I’m getting this more clearly figured out. In the language of ambient control, we have:
You-program, Mailer-program, World-program, Your utility, Mailer utility
“Mailer” here doesn’t mean anything. Anyone could be a mailer.
It is simpler with one mailer but this can be extended to a multiple-mailer situation.
We write your utility as a function of your actions and the mailer’s actions based on ambient control. This allows us to consider what would happen if you changed one action and left everything else constant.
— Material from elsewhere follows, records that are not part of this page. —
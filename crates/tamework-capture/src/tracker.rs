//! Pending-capture correlation
//!
//! A capture writes to the held item right away, but the host may swap that
//! item for a state-bearing variant a moment later and drop the metadata.
//! The tracker remembers what was captured per player for a short window so
//! the inventory resolver can finish stamping whichever item ends up in the
//! slot.
//!
//! Records are never swept in the background. Expiry is checked lazily by
//! whoever observes a record next.

use dashmap::mapref::entry::Entry;
use dashmap::DashMap;
use std::fmt;
use std::sync::Arc;
use tamework_core::{
    normalize_item_id, Clock, CreatureId, ItemId, Millis, NetworkId, PlayerId, RoleIndex,
    SlotIndex, SystemClock,
};

/// How long a pending capture stays matchable
pub const PENDING_CAPTURE_TTL_MS: Millis = 5_000;

/// Everything a capture learned that the resolver needs to stamp an item
#[derive(Debug, Clone, PartialEq, Eq)]
pub struct CaptureIntent {
    /// Hotbar slot the capture most likely lands in
    pub slot_hint: Option<SlotIndex>,
    /// Normalized base id of the item that should receive the metadata
    pub expected_item: ItemId,
    pub target_network_id: Option<NetworkId>,
    pub target_creature: Option<CreatureId>,
    /// Attachment map as stored on items (JSON object)
    pub attachments_json: Option<String>,
    pub role_index: Option<RoleIndex>,
    pub name_key: Option<String>,
    /// Icon of the creature's model
    pub icon_path: Option<String>,
    /// Filled-item icon chosen from the attachment overrides
    pub resolved_icon: Option<String>,
    /// Owner to write onto the item; `None` means clear it
    pub owner: Option<PlayerId>,
}

impl CaptureIntent {
    /// Start an intent for `expected_item`, normalizing it to its base id
    pub fn new(expected_item: impl AsRef<str>) -> Self {
        Self {
            slot_hint: None,
            expected_item: ItemId::new(normalize_item_id(expected_item.as_ref())),
            target_network_id: None,
            target_creature: None,
            attachments_json: None,
            role_index: None,
            name_key: None,
            icon_path: None,
            resolved_icon: None,
            owner: None,
        }
    }

    /// Fill every field left unset here from `previous`
    fn merged_over(self, previous: &CaptureIntent) -> Self {
        Self {
            slot_hint: self.slot_hint.or(previous.slot_hint),
            expected_item: self.expected_item,
            target_network_id: self.target_network_id.or(previous.target_network_id),
            target_creature: self.target_creature.or(previous.target_creature),
            attachments_json: self
                .attachments_json
                .or_else(|| previous.attachments_json.clone()),
            role_index: self.role_index.or(previous.role_index),
            name_key: self.name_key.or_else(|| previous.name_key.clone()),
            icon_path: self.icon_path.or_else(|| previous.icon_path.clone()),
            resolved_icon: self.resolved_icon.or_else(|| previous.resolved_icon.clone()),
            owner: self.owner.or(previous.owner),
        }
    }

    /// Check if an item id normalizes to the expected base id
    pub fn matches_item(&self, item_id: &ItemId) -> bool {
        normalize_item_id(item_id.as_str()) == self.expected_item.as_str()
    }
}

/// A capture waiting for the inventory to catch up
#[derive(Debug, Clone, PartialEq, Eq)]
pub struct PendingCapture {
    pub player: PlayerId,
    pub intent: CaptureIntent,
    pub created_at: Millis,
}

/// Per-player pending captures, safe to share across threads
pub struct CaptureTracker {
    pending: DashMap<PlayerId, PendingCapture>,
    clock: Arc<dyn Clock>,
}

impl CaptureTracker {
    /// Create a tracker on the given clock
    pub fn new(clock: Arc<dyn Clock>) -> Self {
        Self {
            pending: DashMap::new(),
            clock,
        }
    }

    /// Create a tracker on wall-clock time
    pub fn with_system_clock() -> Self {
        Self::new(Arc::new(SystemClock))
    }

    /// Record a capture for `player`
    ///
    /// An existing record is merged field by field: set fields in `intent`
    /// win, unset ones keep the previous value. The timestamp restarts.
    pub fn record(&self, player: PlayerId, intent: CaptureIntent) -> PendingCapture {
        let created_at = self.clock.now_ms();
        match self.pending.entry(player) {
            Entry::Occupied(mut entry) => {
                let merged = intent.merged_over(&entry.get().intent);
                let record = PendingCapture {
                    player,
                    intent: merged,
                    created_at,
                };
                entry.insert(record.clone());
                record
            }
            Entry::Vacant(entry) => {
                let record = PendingCapture {
                    player,
                    intent,
                    created_at,
                };
                entry.insert(record.clone());
                record
            }
        }
    }

    /// Current record for `player`, without removing it
    pub fn get(&self, player: PlayerId) -> Option<PendingCapture> {
        self.pending.get(&player).map(|entry| entry.value().clone())
    }

    /// Remove and return the record for `player`
    pub fn consume(&self, player: PlayerId) -> Option<PendingCapture> {
        self.pending.remove(&player).map(|(_, record)| record)
    }

    /// Remove `record` only if it is still the current one for its player
    ///
    /// A capture merged in after `record` was read stays pending.
    pub fn consume_if_current(&self, record: &PendingCapture) -> bool {
        self.pending
            .remove_if(&record.player, |_, current| current == record)
            .is_some()
    }

    /// Drop any record for `player`
    pub fn clear(&self, player: PlayerId) {
        self.pending.remove(&player);
    }

    /// Check if a record has outlived [`PENDING_CAPTURE_TTL_MS`]
    pub fn is_expired(&self, record: &PendingCapture) -> bool {
        self.clock.now_ms() - record.created_at > PENDING_CAPTURE_TTL_MS
    }

    /// Number of players with a pending capture
    pub fn len(&self) -> usize {
        self.pending.len()
    }

    /// Check if nothing is pending
    pub fn is_empty(&self) -> bool {
        self.pending.is_empty()
    }
}

impl fmt::Debug for CaptureTracker {
    fn fmt(&self, f: &mut fmt::Formatter<'_>) -> fmt::Result {
        f.debug_struct("CaptureTracker")
            .field("pending", &self.pending.len())
            .finish_non_exhaustive()
    }
}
If you would have a lower utility, we define this to be a “sacrificial action”.
A “policy” is a strategy in which one plays a sacrificial action in a certain class of situation.
A “workable policy” is a policy where playing it will induce the mailer to model you as an agent that plays that policy for a significant proportion of the times you play together, either for:
causal reasons—they see you play the policy and deduce you will probably continue to play it, or they see you not play it and deduce that you probably won’t
acausal reasons—they accurately model you and predict that you will/won’t use the policy.
A “beneficial workable policy” is when this modeling will increase your utility.
Depending on the costs/benefits, a beneficial workable policy could be rational or irrational, determined using normal decision theory. The name people use for it is unrelated—people have given in to and stood up against blackmail, they have given in to and stood up against terrorism, they have helped those who helped them or not helped them.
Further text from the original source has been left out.